(Records from a dataset)
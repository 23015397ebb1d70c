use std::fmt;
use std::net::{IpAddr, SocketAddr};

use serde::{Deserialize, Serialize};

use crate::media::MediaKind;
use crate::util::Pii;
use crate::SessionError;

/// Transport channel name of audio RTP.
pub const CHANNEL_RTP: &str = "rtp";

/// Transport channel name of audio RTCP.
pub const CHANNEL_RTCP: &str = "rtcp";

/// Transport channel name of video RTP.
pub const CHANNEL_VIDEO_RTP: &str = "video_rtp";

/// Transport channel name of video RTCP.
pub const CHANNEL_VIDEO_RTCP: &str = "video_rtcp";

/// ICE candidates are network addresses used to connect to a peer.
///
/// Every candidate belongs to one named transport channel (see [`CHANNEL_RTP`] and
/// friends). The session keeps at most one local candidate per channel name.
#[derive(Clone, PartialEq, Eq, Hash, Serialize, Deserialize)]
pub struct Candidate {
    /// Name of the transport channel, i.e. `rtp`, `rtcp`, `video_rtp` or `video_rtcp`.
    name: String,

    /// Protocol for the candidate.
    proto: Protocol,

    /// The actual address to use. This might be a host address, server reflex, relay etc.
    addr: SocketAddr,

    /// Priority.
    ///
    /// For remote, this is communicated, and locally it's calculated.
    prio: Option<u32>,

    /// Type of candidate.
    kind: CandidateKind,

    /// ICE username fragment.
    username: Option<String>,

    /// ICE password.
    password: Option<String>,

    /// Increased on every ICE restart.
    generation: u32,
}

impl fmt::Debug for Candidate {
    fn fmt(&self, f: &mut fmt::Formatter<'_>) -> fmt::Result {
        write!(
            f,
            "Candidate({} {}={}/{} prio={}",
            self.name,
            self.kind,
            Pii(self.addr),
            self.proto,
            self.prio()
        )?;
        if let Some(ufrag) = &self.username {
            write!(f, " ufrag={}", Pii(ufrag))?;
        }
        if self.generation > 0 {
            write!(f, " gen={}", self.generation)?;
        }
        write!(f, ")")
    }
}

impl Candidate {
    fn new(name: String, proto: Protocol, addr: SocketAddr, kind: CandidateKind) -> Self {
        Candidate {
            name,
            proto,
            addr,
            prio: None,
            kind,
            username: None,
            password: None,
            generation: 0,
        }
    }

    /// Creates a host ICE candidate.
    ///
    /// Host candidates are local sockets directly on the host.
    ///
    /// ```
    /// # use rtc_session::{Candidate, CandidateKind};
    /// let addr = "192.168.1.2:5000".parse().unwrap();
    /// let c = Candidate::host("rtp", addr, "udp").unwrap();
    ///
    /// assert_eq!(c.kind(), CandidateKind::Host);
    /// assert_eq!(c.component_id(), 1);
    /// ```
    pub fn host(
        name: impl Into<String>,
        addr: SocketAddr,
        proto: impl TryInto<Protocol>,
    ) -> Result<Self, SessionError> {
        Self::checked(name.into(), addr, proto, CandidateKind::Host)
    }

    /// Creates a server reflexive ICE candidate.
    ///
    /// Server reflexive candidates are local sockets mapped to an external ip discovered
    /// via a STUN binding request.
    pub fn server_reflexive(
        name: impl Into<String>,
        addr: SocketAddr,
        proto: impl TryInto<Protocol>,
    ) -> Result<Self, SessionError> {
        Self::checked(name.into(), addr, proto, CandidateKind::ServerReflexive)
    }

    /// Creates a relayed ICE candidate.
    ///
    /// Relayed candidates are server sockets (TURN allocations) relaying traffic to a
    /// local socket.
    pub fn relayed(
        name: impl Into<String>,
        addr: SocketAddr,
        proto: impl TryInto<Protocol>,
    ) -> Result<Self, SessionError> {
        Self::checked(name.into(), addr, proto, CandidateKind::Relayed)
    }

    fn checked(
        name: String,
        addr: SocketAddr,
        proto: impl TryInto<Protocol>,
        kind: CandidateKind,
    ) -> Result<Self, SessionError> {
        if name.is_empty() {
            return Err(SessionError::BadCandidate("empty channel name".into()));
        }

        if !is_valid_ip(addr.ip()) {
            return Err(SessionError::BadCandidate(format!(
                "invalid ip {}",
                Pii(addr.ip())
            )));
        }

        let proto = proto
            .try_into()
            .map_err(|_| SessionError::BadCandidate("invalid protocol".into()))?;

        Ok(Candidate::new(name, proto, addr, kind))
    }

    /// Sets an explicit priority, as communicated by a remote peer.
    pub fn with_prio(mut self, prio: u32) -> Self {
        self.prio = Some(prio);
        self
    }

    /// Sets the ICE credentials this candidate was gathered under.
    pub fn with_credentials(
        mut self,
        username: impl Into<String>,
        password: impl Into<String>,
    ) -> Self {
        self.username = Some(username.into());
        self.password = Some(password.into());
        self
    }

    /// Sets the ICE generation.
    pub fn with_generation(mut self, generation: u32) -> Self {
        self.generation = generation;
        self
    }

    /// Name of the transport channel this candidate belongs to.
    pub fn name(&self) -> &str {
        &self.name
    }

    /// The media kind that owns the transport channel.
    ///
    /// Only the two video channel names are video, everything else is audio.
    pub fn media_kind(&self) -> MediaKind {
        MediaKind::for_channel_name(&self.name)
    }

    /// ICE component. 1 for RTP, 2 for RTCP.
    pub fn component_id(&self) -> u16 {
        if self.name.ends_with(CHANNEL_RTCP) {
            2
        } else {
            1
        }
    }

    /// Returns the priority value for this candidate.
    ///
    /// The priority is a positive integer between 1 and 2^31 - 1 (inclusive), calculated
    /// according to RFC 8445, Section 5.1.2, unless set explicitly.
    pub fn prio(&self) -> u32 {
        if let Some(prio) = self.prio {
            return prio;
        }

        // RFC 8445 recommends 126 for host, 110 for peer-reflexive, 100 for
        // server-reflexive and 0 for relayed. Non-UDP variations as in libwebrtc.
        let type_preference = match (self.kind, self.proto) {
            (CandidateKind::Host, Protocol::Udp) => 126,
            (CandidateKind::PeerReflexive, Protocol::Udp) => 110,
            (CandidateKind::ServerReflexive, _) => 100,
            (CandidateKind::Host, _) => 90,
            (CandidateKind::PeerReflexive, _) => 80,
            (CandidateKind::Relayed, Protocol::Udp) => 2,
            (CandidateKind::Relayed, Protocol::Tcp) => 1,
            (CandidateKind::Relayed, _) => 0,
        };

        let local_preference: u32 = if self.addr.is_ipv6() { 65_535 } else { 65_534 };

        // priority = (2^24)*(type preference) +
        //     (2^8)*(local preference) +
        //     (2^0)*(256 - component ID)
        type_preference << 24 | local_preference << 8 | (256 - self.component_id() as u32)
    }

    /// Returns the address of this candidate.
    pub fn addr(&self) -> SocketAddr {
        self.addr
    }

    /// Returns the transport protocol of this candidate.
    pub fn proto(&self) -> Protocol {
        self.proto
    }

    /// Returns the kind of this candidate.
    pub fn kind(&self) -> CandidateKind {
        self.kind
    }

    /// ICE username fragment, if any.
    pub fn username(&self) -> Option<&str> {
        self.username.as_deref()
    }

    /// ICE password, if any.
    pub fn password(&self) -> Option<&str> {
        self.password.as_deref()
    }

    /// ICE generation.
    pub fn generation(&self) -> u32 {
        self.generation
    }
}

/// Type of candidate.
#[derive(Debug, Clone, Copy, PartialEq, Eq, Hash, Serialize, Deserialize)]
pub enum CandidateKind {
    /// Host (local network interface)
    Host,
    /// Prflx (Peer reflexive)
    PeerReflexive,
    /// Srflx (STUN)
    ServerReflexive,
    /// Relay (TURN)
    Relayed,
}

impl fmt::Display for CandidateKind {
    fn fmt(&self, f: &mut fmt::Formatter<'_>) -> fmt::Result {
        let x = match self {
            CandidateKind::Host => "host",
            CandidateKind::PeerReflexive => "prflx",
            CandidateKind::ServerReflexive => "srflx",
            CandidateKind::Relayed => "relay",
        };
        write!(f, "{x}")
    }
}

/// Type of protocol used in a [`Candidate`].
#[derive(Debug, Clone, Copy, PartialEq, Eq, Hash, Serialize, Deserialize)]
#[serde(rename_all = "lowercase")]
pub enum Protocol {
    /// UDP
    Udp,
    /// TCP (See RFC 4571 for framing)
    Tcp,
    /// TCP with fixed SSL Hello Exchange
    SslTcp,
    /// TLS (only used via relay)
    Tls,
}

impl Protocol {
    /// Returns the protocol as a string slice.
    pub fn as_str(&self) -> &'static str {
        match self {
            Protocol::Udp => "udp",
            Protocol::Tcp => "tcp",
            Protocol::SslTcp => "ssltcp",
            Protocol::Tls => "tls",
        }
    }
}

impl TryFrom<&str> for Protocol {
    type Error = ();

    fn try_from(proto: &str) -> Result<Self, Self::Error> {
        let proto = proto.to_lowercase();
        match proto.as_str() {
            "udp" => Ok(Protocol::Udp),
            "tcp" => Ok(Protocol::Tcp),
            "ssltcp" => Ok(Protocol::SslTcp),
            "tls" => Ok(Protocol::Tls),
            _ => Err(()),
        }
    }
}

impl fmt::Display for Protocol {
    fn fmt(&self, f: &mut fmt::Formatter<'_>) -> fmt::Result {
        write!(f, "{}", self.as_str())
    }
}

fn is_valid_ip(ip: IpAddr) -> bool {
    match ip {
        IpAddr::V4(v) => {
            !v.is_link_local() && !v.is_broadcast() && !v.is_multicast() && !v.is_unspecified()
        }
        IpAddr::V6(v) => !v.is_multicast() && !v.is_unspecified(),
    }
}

## Exercise instructions
Wherever the word "communicated" turns up in the records, copy out the line it is on.

## Answer to this task
    /// For remote, this is communicated, and locally it's calculated.
    /// Sets an explicit priority, as communicated by a remote peer.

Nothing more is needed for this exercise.